I have a friend who was casually talking and then murmured, “This needs burned.”

My other friends and I have never let her forget it.

She meant to say, “This needs to be burned.” So, why omit the letters?

The strangest thing about the phrase is that I have never heard anyone else use that grammar. Keep in mind that while I’ve traveled a good amount, most of my U.S. travel was when I was young, and I’ve only lived in the northeast. It may have come from the relatives on her mother’s side of the family, who live in Texas.

Is it a southern thing? Have you ever heard people saying, “The gas tank needs filled,” or perhaps, “The kids need dressed nicely,” at any given moment?

It’s one of the phrases that just comes from nowhere.

Now that I think about it, I can’t remember the thing that needed to be burned in the first place. What needs to be burned?

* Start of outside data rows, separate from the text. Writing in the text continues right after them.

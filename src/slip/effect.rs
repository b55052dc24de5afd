//! Moves a slipping player down one step and hurts them.

use bevy::prelude::Transform;
use glam::{IVec3, Vec3};

use crate::simulation::{apply_damage, DamageCooldown, DamageOutcome, DamageSource, Health};
use crate::terrain::Direction;
use crate::{BLOCK_CENTRE_OFFSET, DAMAGE_COOLDOWN_THRESHOLD, SLIP_DAMAGE};

use super::footing::block_pos;

/// What a single slip step did to the player.
#[derive(Debug, Clone, Copy, PartialEq, Eq)]
pub struct SlipOutcome {
    /// Cell the player was moved into.
    pub target: IVec3,
    /// Result of the fall damage.
    pub damage: DamageOutcome,
}

/// Cell a player at `feet` lands in after slipping towards `direction`.
#[must_use]
pub fn slip_target(feet: Vec3, direction: Direction) -> IVec3 {
    block_pos(feet) + direction.offset() + IVec3::NEG_Y
}

/// Teleports the player one step down towards `direction` and deals
/// [`SLIP_DAMAGE`] fall damage.
///
/// The player lands on the horizontal centre of the target cell at its base
/// height. Rotation is left alone. The damage cooldown is primed just below
/// [`DAMAGE_COOLDOWN_THRESHOLD`] so a leftover cooldown cannot swallow the
/// hit, and the hit itself re-arms the cooldown.
pub fn apply_slip(
    transform: &mut Transform,
    health: &mut Health,
    cooldown: &mut DamageCooldown,
    direction: Direction,
) -> SlipOutcome {
    let target = slip_target(transform.translation, direction);
    transform.translation =
        target.as_vec3() + Vec3::new(BLOCK_CENTRE_OFFSET, 0.0, BLOCK_CENTRE_OFFSET);
    cooldown.0 = DAMAGE_COOLDOWN_THRESHOLD - 1;
    let damage = apply_damage(health, cooldown, DamageSource::Fall, SLIP_DAMAGE);
    SlipOutcome { target, damage }
}
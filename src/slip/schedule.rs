//! Debounce table tracking which players are mid-slip.

use bevy::prelude::{Entity, Resource};
use hashbrown::HashMap;

use crate::simulation::Tick;

/// Players currently slipping, mapped to the tick after which they may take
/// their next step.
///
/// A player is present exactly while a slip sequence is active. Absent
/// players are stable.
#[derive(Resource, Debug, Default, Clone)]
pub struct SlipSchedule {
    next_eligible: HashMap<Entity, Tick>,
}

impl SlipSchedule {
    /// Returns `true` while `player` is in a slip sequence.
    #[must_use]
    pub fn is_slipping(&self, player: Entity) -> bool {
        self.next_eligible.contains_key(&player)
    }

    /// Tick stored for `player`, or `None` when they are stable.
    #[must_use]
    pub fn next_eligible(&self, player: Entity) -> Option<Tick> {
        self.next_eligible.get(&player).copied()
    }

    /// Starts a slip sequence for a stable player.
    ///
    /// Returns `false` and leaves the entry untouched when the player is
    /// already slipping.
    pub fn begin(&mut self, player: Entity, now: Tick) -> bool {
        if self.is_slipping(player) {
            return false;
        }
        self.next_eligible.insert(player, now);
        true
    }

    /// Pushes a slipping player's next step out to `tick`.
    pub fn reschedule(&mut self, player: Entity, tick: Tick) {
        if let Some(next) = self.next_eligible.get_mut(&player) {
            *next = tick;
        }
    }

    /// Ends `player`'s slip sequence. Returns `true` if one was active.
    pub fn end(&mut self, player: Entity) -> bool {
        self.next_eligible.remove(&player).is_some()
    }

    /// Slipping players whose debounce window has elapsed by `now`.
    #[must_use]
    pub fn due(&self, now: Tick) -> Vec<Entity> {
        self.next_eligible
            .iter()
            .filter(|&(_, &next)| next < now)
            .map(|(&player, _)| player)
            .collect()
    }

    /// Number of players mid-slip.
    #[must_use]
    pub fn len(&self) -> usize {
        self.next_eligible.len()
    }

    /// Returns `true` when every player is stable.
    #[must_use]
    pub fn is_empty(&self) -> bool {
        self.next_eligible.is_empty()
    }
}
//! Command line entry point running the stair-slipping demo headlessly.

use std::path::PathBuf;

use anyhow::Context;
use bevy::prelude::*;
use clap::Parser;
use log::info;
use stumble::{init_logging, Health, Layout, Player, SlipSchedule, StumblePlugin, WorldClock};

/// Headless stair-slipping demo
#[derive(Parser)]
#[command(author, version, about, long_about = None)]
struct Args {
    /// Enable verbose logging
    #[arg(short, long)]
    verbose: bool,

    /// JSON layout to load instead of the built-in staircase
    #[arg(short, long)]
    layout: Option<PathBuf>,

    /// Number of world ticks to simulate
    #[arg(short, long, default_value_t = 20)]
    ticks: u64,
}

fn report(app: &mut App) {
    let world = app.world_mut();
    let tick = world.resource::<WorldClock>().tick();
    let slipping = world.resource::<SlipSchedule>().len();
    info!("stopped at tick {tick} with {slipping} players still slipping");
    let mut players = world.query::<(&Player, &Transform, &Health)>();
    for (player, transform, health) in players.iter(world) {
        info!(
            "{} at {} with {}/{} health",
            player.name, transform.translation, health.current, health.max
        );
    }
}

fn main() -> anyhow::Result<()> {
    let args = Args::parse();
    init_logging(args.verbose);

    let layout = match &args.layout {
        Some(path) => Layout::from_path(path)
            .with_context(|| format!("loading layout {}", path.display()))?,
        None => Layout::demo_staircase(),
    };

    let mut app = App::new();
    app.add_plugins(MinimalPlugins).add_plugins(StumblePlugin);
    layout
        .install(app.world_mut())
        .context("installing layout")?;

    for _ in 0..args.ticks {
        app.update();
    }
    report(&mut app);
    Ok(())
}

A pirate map?

33 responses to “This needs burned.

  1. I used to date a guy from Virginia who would say “this needs ironed” and I would get so upset, yelling back “no, it needs TO BE ironed or it needs ironing!” Maybe it is a Southern thing, if we can really consider VA the south…

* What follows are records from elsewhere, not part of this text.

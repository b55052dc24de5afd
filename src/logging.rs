//! Logger set-up for the demo binary and tests.
use env_logger::{Builder, Env};
use log::LevelFilter;

/// Initializes the global logger.
///
/// `RUST_LOG` takes precedence when set. Otherwise slip events are logged at
/// info level, or at debug level with `verbose`, while other crates stay at
/// warn.
pub fn init(verbose: bool) {
    let level = if verbose {
        LevelFilter::Debug
    } else {
        LevelFilter::Info
    };

    let default_filter = format!("warn,stumble={level}");
    let mut builder = Builder::from_env(Env::default().default_filter_or(default_filter));
    builder.format_timestamp(None).format_target(verbose);

    // A logger may already be installed when tests call this repeatedly.
    if builder.try_init().is_err() {
        log::debug!("logger already initialised");
    }
}

#[cfg(test)]
mod tests {
    use super::*;
    use rstest::rstest;

    #[rstest]
    fn init_can_run_twice() {
        init(false);
        init(true);
    }
}
//! Sparse voxel terrain queried by the slip mechanic.
//!
//! Only non-air cells are stored. Every coordinate missing from the grid is
//! air, so the world is unbounded in all directions.

mod block;
mod direction;

use bevy::prelude::Resource;
use glam::IVec3;
use hashbrown::HashMap;
use log::trace;

pub use block::{BlockState, StairHalf};
pub use direction::Direction;

/// In-memory block grid shared by host systems and the slip mechanic.
#[derive(Resource, Debug, Default, Clone)]
pub struct Terrain {
    blocks: HashMap<IVec3, BlockState>,
}

impl Terrain {
    /// Creates an empty terrain where every cell is air.
    #[must_use]
    pub fn new() -> Self {
        Self::default()
    }

    /// Returns the block stored at `pos`, or [`BlockState::Air`].
    ///
    /// # Examples
    ///
    /// ```
    /// use glam::IVec3;
    /// use stumble::terrain::{BlockState, Terrain};
    /// let mut terrain = Terrain::new();
    /// terrain.set_block(IVec3::new(1, 2, 3), BlockState::Solid);
    /// assert_eq!(terrain.block_at(IVec3::new(1, 2, 3)), BlockState::Solid);
    /// assert!(terrain.is_air(IVec3::ZERO));
    /// ```
    #[must_use]
    pub fn block_at(&self, pos: IVec3) -> BlockState {
        self.blocks.get(&pos).copied().unwrap_or_default()
    }

    /// Returns `true` when nothing occupies `pos`.
    #[must_use]
    pub fn is_air(&self, pos: IVec3) -> bool {
        self.block_at(pos).is_air()
    }

    /// Places `block` at `pos`, returning whatever was there before.
    ///
    /// Placing [`BlockState::Air`] clears the cell.
    pub fn set_block(&mut self, pos: IVec3, block: BlockState) -> BlockState {
        trace!("terrain cell {pos} set to {block:?}");
        let previous = if block.is_air() {
            self.blocks.remove(&pos)
        } else {
            self.blocks.insert(pos, block)
        };
        previous.unwrap_or_default()
    }

    /// Number of non-air cells.
    #[must_use]
    pub fn len(&self) -> usize {
        self.blocks.len()
    }

    /// Returns `true` when the terrain holds no blocks at all.
    #[must_use]
    pub fn is_empty(&self) -> bool {
        self.blocks.is_empty()
    }

    /// Iterates over every stored block in unspecified order.
    pub fn iter(&self) -> impl Iterator<Item = (IVec3, BlockState)> + '_ {
        self.blocks.iter().map(|(&pos, &block)| (pos, block))
    }
}

impl FromIterator<(IVec3, BlockState)> for Terrain {
    fn from_iter<I: IntoIterator<Item = (IVec3, BlockState)>>(iter: I) -> Self {
        let mut terrain = Self::new();
        for (pos, block) in iter {
            terrain.set_block(pos, block);
        }
        terrain
    }
}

  2. Maybe we are looking at it the wrong way.

    “This” could be a demonstrative pronoun, while “needs” is really “need’s,” short for “need is.”

    Therefore, we get, “this need’s burned.” It all makes sense! It was not a call for pyrotechnics of any sort. It was a call for help! Her needs – her innermost emotions – are groping for safety from the flames of horror that have gripped her life since she could remember!

    Or something like that.

  3. Polonius: This is too long.
    Hamlet: It shall to the barber, with your beard.

    Hamlet (elsewhere): I shall to my truckle bed.

    The auxiliary is used, with no need for the verb. It makes for a sharp, concise line.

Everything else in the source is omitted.